- [Task requirements] Reproduce the section of the listing that begins at the line containing "lets an external" and finishes at the line containing "fn name(&self) -> &str;". Include both end lines and nothing beyond them.

- [Task material]
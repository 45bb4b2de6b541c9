//! Menu action identifiers.
//!
//! Identifiers are the stable contract between tray clicks and the handler.
//! They are decoded into a [`MenuAction`] once, at the boundary.

use std::fmt;

use crate::config::{is_valid_interval, is_valid_threshold, ThresholdChoice, THRESHOLD_OFF};

pub const SHOW_HIDE_ID: &str = "show_hide";
pub const REFRESH_NOW_ID: &str = "refresh_now";
pub const START_LOGIN_ID: &str = "start_login";
pub const QUIT_ID: &str = "quit";
pub const INTERVAL_PREFIX: &str = "interval_";
pub const NOTIFY_PREFIX: &str = "notify_";

/// Action decoded from a menu click
#[derive(Debug, Clone, Copy, PartialEq, Eq)]
pub enum MenuAction {
    /// Toggle the floating panel
    ShowHide,
    /// Fetch usage immediately
    RefreshNow,
    /// Exit the application
    Quit,
    /// Select a refresh interval (seconds)
    SelectInterval(u64),
    /// Select a notification threshold or "off"
    SelectThreshold(ThresholdChoice),
    /// Flip "Start at Login"
    ToggleAutostart,
}

impl MenuAction {
    /// Decode a click identifier
    ///
    /// Returns `None` for unknown identifiers and for interval/threshold
    /// values outside the offered choices.
    pub fn parse(id: &str) -> Option<Self> {
        match id {
            SHOW_HIDE_ID => Some(MenuAction::ShowHide),
            REFRESH_NOW_ID => Some(MenuAction::RefreshNow),
            START_LOGIN_ID => Some(MenuAction::ToggleAutostart),
            QUIT_ID => Some(MenuAction::Quit),
            _ => {
                if let Some(secs) = id.strip_prefix(INTERVAL_PREFIX) {
                    let secs = secs.parse::<u64>().ok()?;
                    return is_valid_interval(secs).then_some(MenuAction::SelectInterval(secs));
                }
                if let Some(pct) = id.strip_prefix(NOTIFY_PREFIX) {
                    let pct = pct.parse::<u32>().ok()?;
                    let valid = pct == THRESHOLD_OFF || is_valid_threshold(pct);
                    return valid
                        .then(|| MenuAction::SelectThreshold(ThresholdChoice::from_raw(pct)));
                }
                None
            }
        }
    }

    /// Identifier of the menu item that produces this action
    pub fn id(&self) -> String {
        match self {
            MenuAction::ShowHide => SHOW_HIDE_ID.to_string(),
            MenuAction::RefreshNow => REFRESH_NOW_ID.to_string(),
            MenuAction::Quit => QUIT_ID.to_string(),
            MenuAction::ToggleAutostart => START_LOGIN_ID.to_string(),
            MenuAction::SelectInterval(secs) => interval_id(*secs),
            MenuAction::SelectThreshold(choice) => notify_id(choice.raw()),
        }
    }
}

impl fmt::Display for MenuAction {
    fn fmt(&self, f: &mut fmt::Formatter<'_>) -> fmt::Result {
        f.write_str(&self.id())
    }
}

/// Identifier of an interval radio item
pub fn interval_id(secs: u64) -> String {
    format!("{}{}", INTERVAL_PREFIX, secs)
}

/// Identifier of a threshold radio item (0 = off)
pub fn notify_id(pct: u32) -> String {
    format!("{}{}", NOTIFY_PREFIX, pct)
}

#[cfg(test)]
mod tests {
    use super::*;
    use crate::config::{NOTIFY_THRESHOLDS, REFRESH_INTERVALS};

    #[test]
    fn test_parse_fixed_ids() {
        assert_eq!(MenuAction::parse("show_hide"), Some(MenuAction::ShowHide));
        assert_eq!(MenuAction::parse("refresh_now"), Some(MenuAction::RefreshNow));
        assert_eq!(MenuAction::parse("start_login"), Some(MenuAction::ToggleAutostart));
        assert_eq!(MenuAction::parse("quit"), Some(MenuAction::Quit));
    }

    #[test]
    fn test_parse_radio_ids() {
        assert_eq!(
            MenuAction::parse("interval_600"),
            Some(MenuAction::SelectInterval(600))
        );
        assert_eq!(
            MenuAction::parse("notify_95"),
            Some(MenuAction::SelectThreshold(ThresholdChoice::Percent(95)))
        );
        assert_eq!(
            MenuAction::parse("notify_0"),
            Some(MenuAction::SelectThreshold(ThresholdChoice::Off))
        );
    }

    #[test]
    fn test_parse_rejects_unknown() {
        assert_eq!(MenuAction::parse(""), None);
        assert_eq!(MenuAction::parse("interval_"), None);
        assert_eq!(MenuAction::parse("interval_61"), None);
        assert_eq!(MenuAction::parse("interval_abc"), None);
        assert_eq!(MenuAction::parse("notify_50"), None);
        assert_eq!(MenuAction::parse("notify_-1"), None);
        assert_eq!(MenuAction::parse("Quit"), None);
    }

    #[test]
    fn test_every_menu_id_decodes_back() {
        for (secs, _) in REFRESH_INTERVALS {
            let id = interval_id(secs);
            assert_eq!(MenuAction::parse(&id).map(|a| a.id()), Some(id));
        }
        for (pct, _) in NOTIFY_THRESHOLDS {
            let id = notify_id(pct);
            assert_eq!(MenuAction::parse(&id).map(|a| a.id()), Some(id));
        }
    }
}
//! Usage providers.
//!
//! A provider is anything that can produce a [`UsageSnapshot`] on demand.
//! HTTP clients live outside this crate; [`CommandSource`] lets an external
//! program stand in for one.

use std::future::Future;
use std::time::Duration;

use anyhow::{Context, Result};
use chrono::{DateTime, Utc};
use serde::Deserialize;
use tracing::debug;

use super::format::{format_reset_after, format_reset_at, window_label};
use super::types::{ExtraUsage, UsageMetric, UsageSnapshot};

/// Default timeout for a single command-backed fetch
const DEFAULT_FETCH_TIMEOUT: Duration = Duration::from_secs(30);

/// Trait for usage providers (Claude, Codex, ...)
pub trait UsageSource: Send + Sync {
    /// Provider name used in metric keys and notification labels (e.g., "Claude")
    fn name(&self) -> &str;

    /// Short tag used in the tray title (e.g., "C")
    fn tag(&self) -> &str;

    /// Fetch the current usage
    fn fetch(&self) -> impl Future<Output = Result<UsageSnapshot>> + Send;
}

/// One meter as printed by a usage command
///
/// The reset descriptor is either given verbatim (`reset_info`) or derived
/// from `resets_at` (RFC 3339) or `resets_in_secs`. A missing label falls
/// back to the window length, then to the meter's default name.
#[derive(Debug, Deserialize)]
struct CommandMetric {
    label: Option<String>,
    percent_used: f64,
    reset_info: Option<String>,
    resets_at: Option<String>,
    resets_in_secs: Option<i64>,
    window_secs: Option<i64>,
}

impl CommandMetric {
    fn into_metric(self, default_label: &str, now: DateTime<Utc>) -> UsageMetric {
        let label = match (self.label, self.window_secs) {
            (Some(label), _) => label,
            (None, Some(secs)) => window_label(secs),
            (None, None) => default_label.to_string(),
        };
        let reset_info = match (self.reset_info, self.resets_in_secs) {
            (Some(info), _) => info,
            (None, Some(secs)) => format_reset_after(secs),
            (None, None) => format_reset_at(self.resets_at.as_deref(), now),
        };

        UsageMetric {
            label,
            percent_used: self.percent_used,
            reset_info,
        }
    }
}

/// Snapshot as printed by a usage command
#[derive(Debug, Deserialize)]
struct CommandOutput {
    session: CommandMetric,
    weekly_all: CommandMetric,
    weekly_model: CommandMetric,
    #[serde(default)]
    extra: ExtraUsage,
}

impl CommandOutput {
    fn into_snapshot(self, now: DateTime<Utc>) -> UsageSnapshot {
        UsageSnapshot {
            session: self.session.into_metric("Current session", now),
            weekly_all: self.weekly_all.into_metric("All models", now),
            weekly_model: self.weekly_model.into_metric("Model weekly", now),
            extra: self.extra,
            fetched_at: now,
        }
    }
}

/// Provider backed by an external command that prints a snapshot as JSON
pub struct CommandSource {
    name: String,
    tag: String,
    program: String,
    args: Vec<String>,
    timeout: Duration,
}

impl CommandSource {
    /// Create a source running `command` (split on whitespace) for `name`
    ///
    /// The tag defaults to the first character of the name.
    pub fn new(name: impl Into<String>, command: &str) -> Result<Self> {
        let name = name.into();
        let mut parts = command.split_whitespace().map(str::to_string);
        let program = parts
            .next()
            .with_context(|| format!("Empty command for provider {}", name))?;
        let tag = name.chars().next().map(String::from).unwrap_or_default();

        Ok(Self {
            name,
            tag,
            program,
            args: parts.collect(),
            timeout: DEFAULT_FETCH_TIMEOUT,
        })
    }

    /// Override the tray title tag
    pub fn with_tag(mut self, tag: impl Into<String>) -> Self {
        self.tag = tag.into();
        self
    }

    /// Override the fetch timeout
    pub fn with_timeout(mut self, timeout: Duration) -> Self {
        self.timeout = timeout;
        self
    }
}

impl UsageSource for CommandSource {
    fn name(&self) -> &str {
        &self.name
    }

    fn tag(&self) -> &str {
        &self.tag
    }

    async fn fetch(&self) -> Result<UsageSnapshot> {
        debug!(provider = %self.name, program = %self.program, "Running usage command");

        let child = tokio::process::Command::new(&self.program)
            .args(&self.args)
            .stdin(std::process::Stdio::null())
            .stdout(std::process::Stdio::piped())
            .stderr(std::process::Stdio::piped())
            .kill_on_drop(true)
            .spawn()
            .with_context(|| format!("Failed to spawn usage command: {}", self.program))?;

        let output = tokio::time::timeout(self.timeout, child.wait_with_output())
            .await
            .with_context(|| {
                format!(
                    "Usage command for {} timed out after {}s",
                    self.name,
                    self.timeout.as_secs()
                )
            })?
            .context("Failed to wait for usage command")?;

        if !output.status.success() {
            let stderr = String::from_utf8_lossy(&output.stderr);
            anyhow::bail!(
                "Usage command for {} exited with {}: {}",
                self.name,
                output.status,
                stderr.trim()
            );
        }

        let parsed: CommandOutput = serde_json::from_slice(&output.stdout)
            .with_context(|| format!("Failed to parse usage output for {}", self.name))?;
        Ok(parsed.into_snapshot(Utc::now()))
    }
}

- [Written solution]
//! HTTP clients live outside this crate; [`CommandSource`] lets an external
//! program stand in for one.

use std::future::Future;
use std::time::Duration;

use anyhow::{Context, Result};
use chrono::{DateTime, Utc};
use serde::Deserialize;
use tracing::debug;

use super::format::{format_reset_after, format_reset_at, window_label};
use super::types::{ExtraUsage, UsageMetric, UsageSnapshot};

/// Default timeout for a single command-backed fetch
const DEFAULT_FETCH_TIMEOUT: Duration = Duration::from_secs(30);

/// Trait for usage providers (Claude, Codex, ...)
pub trait UsageSource: Send + Sync {
    /// Provider name used in metric keys and notification labels (e.g., "Claude")
    fn name(&self) -> &str;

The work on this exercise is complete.